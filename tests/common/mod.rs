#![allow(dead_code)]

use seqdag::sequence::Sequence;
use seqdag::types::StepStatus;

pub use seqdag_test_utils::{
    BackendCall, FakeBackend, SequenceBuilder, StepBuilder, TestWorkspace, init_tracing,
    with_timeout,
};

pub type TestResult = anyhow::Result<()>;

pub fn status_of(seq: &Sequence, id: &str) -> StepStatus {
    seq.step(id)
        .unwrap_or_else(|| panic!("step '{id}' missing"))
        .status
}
---
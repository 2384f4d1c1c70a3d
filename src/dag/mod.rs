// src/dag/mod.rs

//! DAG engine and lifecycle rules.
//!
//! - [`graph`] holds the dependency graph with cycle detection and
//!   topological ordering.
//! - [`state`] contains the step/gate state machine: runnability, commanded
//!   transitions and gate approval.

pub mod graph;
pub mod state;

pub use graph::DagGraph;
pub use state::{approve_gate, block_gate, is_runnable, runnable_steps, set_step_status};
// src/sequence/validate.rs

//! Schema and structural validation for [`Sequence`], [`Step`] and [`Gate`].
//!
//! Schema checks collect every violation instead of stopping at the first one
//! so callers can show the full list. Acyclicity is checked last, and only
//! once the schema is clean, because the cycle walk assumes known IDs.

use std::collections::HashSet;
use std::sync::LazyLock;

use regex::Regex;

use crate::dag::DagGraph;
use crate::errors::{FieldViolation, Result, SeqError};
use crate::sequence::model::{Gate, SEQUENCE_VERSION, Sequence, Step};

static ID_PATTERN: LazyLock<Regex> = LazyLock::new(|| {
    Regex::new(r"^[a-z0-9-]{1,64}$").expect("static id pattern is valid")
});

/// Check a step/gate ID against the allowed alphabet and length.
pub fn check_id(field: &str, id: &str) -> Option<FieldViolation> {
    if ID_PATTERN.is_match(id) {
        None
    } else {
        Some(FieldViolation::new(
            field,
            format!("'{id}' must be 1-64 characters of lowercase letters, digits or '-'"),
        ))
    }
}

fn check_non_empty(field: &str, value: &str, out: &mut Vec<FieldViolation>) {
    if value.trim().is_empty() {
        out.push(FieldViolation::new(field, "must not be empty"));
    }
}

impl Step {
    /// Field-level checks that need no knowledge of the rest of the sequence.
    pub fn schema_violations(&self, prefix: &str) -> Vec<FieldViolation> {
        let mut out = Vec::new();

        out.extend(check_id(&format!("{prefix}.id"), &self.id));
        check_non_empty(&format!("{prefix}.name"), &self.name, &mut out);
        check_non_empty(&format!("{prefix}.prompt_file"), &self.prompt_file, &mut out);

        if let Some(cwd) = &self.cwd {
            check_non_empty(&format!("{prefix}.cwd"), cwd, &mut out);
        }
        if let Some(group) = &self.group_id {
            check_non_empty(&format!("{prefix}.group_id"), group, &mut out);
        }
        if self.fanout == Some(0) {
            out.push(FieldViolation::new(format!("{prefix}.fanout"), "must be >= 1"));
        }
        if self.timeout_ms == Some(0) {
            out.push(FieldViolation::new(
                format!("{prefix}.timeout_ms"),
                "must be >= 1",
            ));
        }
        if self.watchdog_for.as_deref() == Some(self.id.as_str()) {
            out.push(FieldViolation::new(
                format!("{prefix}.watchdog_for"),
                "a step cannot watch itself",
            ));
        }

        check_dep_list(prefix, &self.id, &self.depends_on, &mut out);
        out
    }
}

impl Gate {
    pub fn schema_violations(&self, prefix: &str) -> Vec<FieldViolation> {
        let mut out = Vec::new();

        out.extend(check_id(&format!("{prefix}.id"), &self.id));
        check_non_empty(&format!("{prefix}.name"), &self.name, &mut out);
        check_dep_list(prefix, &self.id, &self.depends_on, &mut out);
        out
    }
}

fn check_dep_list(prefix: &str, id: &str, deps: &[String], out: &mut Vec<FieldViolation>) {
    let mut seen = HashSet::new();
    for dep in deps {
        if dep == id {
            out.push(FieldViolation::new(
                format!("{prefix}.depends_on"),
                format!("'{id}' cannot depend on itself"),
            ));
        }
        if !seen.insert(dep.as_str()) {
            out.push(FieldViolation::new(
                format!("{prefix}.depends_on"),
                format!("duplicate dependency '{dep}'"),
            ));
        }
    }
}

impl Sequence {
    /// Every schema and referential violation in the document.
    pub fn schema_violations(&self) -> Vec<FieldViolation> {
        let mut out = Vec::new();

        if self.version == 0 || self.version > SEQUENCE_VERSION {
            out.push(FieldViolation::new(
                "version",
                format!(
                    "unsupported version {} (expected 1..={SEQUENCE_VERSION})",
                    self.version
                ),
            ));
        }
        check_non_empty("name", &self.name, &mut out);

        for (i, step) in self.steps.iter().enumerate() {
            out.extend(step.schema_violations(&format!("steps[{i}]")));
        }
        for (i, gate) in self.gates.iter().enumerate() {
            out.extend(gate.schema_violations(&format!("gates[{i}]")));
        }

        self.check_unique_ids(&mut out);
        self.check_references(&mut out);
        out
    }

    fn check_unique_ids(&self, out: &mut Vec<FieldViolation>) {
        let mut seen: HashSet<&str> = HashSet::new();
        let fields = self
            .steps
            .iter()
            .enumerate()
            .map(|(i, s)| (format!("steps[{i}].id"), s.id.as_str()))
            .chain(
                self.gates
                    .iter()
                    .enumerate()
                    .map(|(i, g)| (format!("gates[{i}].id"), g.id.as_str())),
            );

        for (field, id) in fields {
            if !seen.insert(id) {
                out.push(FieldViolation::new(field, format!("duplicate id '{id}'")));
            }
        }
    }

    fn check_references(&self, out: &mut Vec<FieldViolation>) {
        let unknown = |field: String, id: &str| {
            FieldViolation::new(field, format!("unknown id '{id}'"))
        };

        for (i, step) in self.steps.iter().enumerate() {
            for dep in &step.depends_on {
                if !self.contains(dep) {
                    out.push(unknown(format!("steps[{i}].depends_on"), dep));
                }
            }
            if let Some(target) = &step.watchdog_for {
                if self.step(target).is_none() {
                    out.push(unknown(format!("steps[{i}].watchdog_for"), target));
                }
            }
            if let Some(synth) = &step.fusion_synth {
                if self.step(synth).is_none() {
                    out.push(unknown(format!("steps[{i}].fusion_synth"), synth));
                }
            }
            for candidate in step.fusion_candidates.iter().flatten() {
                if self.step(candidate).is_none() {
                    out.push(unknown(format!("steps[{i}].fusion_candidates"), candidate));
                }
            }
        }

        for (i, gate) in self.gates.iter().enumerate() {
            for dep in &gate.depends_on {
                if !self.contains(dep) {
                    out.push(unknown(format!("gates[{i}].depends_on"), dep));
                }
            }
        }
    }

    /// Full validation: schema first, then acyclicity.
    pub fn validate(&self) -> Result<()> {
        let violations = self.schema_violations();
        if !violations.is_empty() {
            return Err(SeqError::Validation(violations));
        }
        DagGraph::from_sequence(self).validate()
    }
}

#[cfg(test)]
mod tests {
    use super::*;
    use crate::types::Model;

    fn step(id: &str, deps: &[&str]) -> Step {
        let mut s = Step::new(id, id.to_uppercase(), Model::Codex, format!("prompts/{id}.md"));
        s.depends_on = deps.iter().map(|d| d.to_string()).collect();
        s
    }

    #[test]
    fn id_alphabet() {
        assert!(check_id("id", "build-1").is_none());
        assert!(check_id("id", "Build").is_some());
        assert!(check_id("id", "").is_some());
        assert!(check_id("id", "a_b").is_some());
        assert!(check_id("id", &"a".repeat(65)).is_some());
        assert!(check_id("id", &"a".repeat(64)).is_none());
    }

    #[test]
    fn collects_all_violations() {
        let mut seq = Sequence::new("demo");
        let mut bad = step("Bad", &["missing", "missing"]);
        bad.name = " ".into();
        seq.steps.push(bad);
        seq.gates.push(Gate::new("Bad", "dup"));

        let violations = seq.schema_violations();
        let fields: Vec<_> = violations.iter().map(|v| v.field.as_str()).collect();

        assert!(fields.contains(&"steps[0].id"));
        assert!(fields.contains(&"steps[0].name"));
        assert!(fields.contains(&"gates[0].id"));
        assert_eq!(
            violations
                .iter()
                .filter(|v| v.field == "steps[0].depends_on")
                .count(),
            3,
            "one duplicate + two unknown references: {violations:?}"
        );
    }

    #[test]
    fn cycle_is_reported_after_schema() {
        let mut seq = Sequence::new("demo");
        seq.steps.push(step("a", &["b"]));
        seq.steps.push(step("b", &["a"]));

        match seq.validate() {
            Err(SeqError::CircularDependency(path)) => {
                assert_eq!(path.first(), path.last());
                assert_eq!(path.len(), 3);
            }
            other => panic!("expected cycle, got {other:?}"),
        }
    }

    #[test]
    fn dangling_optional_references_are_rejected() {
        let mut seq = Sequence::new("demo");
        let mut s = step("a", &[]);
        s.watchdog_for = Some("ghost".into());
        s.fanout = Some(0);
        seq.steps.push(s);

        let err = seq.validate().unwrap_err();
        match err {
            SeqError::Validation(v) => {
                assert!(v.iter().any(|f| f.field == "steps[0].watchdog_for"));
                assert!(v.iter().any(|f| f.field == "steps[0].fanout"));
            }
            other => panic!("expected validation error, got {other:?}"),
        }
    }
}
* * *
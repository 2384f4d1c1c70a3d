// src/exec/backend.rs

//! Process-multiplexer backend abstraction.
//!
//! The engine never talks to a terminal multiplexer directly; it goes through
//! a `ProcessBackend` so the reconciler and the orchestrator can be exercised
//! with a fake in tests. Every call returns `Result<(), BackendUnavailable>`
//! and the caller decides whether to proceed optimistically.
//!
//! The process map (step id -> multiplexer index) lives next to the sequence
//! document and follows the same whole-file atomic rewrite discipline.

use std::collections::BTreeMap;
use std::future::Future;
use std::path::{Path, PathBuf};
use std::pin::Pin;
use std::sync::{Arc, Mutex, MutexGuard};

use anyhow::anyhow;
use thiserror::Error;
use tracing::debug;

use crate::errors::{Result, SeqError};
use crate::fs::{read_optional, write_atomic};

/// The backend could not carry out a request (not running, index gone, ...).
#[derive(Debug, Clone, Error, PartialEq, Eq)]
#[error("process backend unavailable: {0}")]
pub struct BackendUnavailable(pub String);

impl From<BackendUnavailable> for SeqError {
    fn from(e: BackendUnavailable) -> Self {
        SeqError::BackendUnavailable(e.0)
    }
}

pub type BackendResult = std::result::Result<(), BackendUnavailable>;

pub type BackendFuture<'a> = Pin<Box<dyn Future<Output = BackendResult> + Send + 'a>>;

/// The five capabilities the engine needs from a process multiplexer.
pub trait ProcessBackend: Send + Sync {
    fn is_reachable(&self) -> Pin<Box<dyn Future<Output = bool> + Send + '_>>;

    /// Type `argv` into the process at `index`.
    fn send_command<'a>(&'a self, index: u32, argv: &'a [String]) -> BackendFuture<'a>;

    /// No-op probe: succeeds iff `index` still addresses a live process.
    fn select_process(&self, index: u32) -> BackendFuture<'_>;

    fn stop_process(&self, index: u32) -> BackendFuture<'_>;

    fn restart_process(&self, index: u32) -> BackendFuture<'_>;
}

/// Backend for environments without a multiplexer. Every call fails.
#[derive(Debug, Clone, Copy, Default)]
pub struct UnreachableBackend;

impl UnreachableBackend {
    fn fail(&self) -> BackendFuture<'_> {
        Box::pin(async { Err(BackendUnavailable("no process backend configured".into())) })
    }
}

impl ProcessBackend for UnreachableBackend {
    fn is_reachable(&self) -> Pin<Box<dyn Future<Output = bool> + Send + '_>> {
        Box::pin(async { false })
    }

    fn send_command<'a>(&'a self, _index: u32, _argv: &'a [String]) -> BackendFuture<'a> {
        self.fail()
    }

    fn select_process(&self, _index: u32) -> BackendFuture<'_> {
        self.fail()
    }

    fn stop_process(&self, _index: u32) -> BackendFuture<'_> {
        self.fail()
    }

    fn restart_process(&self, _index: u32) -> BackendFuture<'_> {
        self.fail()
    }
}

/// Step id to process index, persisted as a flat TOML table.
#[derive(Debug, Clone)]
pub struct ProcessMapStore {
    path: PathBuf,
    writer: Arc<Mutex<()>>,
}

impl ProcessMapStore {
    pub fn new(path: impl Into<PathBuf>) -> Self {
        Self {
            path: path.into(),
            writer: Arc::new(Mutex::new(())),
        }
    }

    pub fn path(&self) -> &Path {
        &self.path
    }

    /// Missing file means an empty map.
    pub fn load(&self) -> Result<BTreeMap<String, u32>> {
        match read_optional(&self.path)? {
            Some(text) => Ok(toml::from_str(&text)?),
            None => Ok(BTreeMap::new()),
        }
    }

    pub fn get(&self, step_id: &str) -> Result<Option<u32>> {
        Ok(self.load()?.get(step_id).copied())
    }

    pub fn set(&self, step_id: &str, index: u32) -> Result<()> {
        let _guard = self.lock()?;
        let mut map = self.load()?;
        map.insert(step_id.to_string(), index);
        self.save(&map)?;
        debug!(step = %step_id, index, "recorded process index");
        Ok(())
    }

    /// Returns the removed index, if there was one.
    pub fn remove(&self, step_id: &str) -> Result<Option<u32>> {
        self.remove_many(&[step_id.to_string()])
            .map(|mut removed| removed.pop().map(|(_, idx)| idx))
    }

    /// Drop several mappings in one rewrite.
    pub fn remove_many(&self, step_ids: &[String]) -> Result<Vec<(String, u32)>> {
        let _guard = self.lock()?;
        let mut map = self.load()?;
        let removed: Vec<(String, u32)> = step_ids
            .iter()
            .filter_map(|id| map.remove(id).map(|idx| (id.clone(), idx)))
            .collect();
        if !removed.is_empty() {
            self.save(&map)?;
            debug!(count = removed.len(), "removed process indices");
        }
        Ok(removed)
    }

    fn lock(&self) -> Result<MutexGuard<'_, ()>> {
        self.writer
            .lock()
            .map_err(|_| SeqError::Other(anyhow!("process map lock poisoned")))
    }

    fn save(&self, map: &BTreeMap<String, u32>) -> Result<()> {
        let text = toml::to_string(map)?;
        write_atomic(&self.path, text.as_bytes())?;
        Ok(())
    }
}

● **TASK STATEMENT**
Your reply should be one number, namely how many lines of the material contain "itself".

● **SOLUTION FOR THIS PROBLEM**
2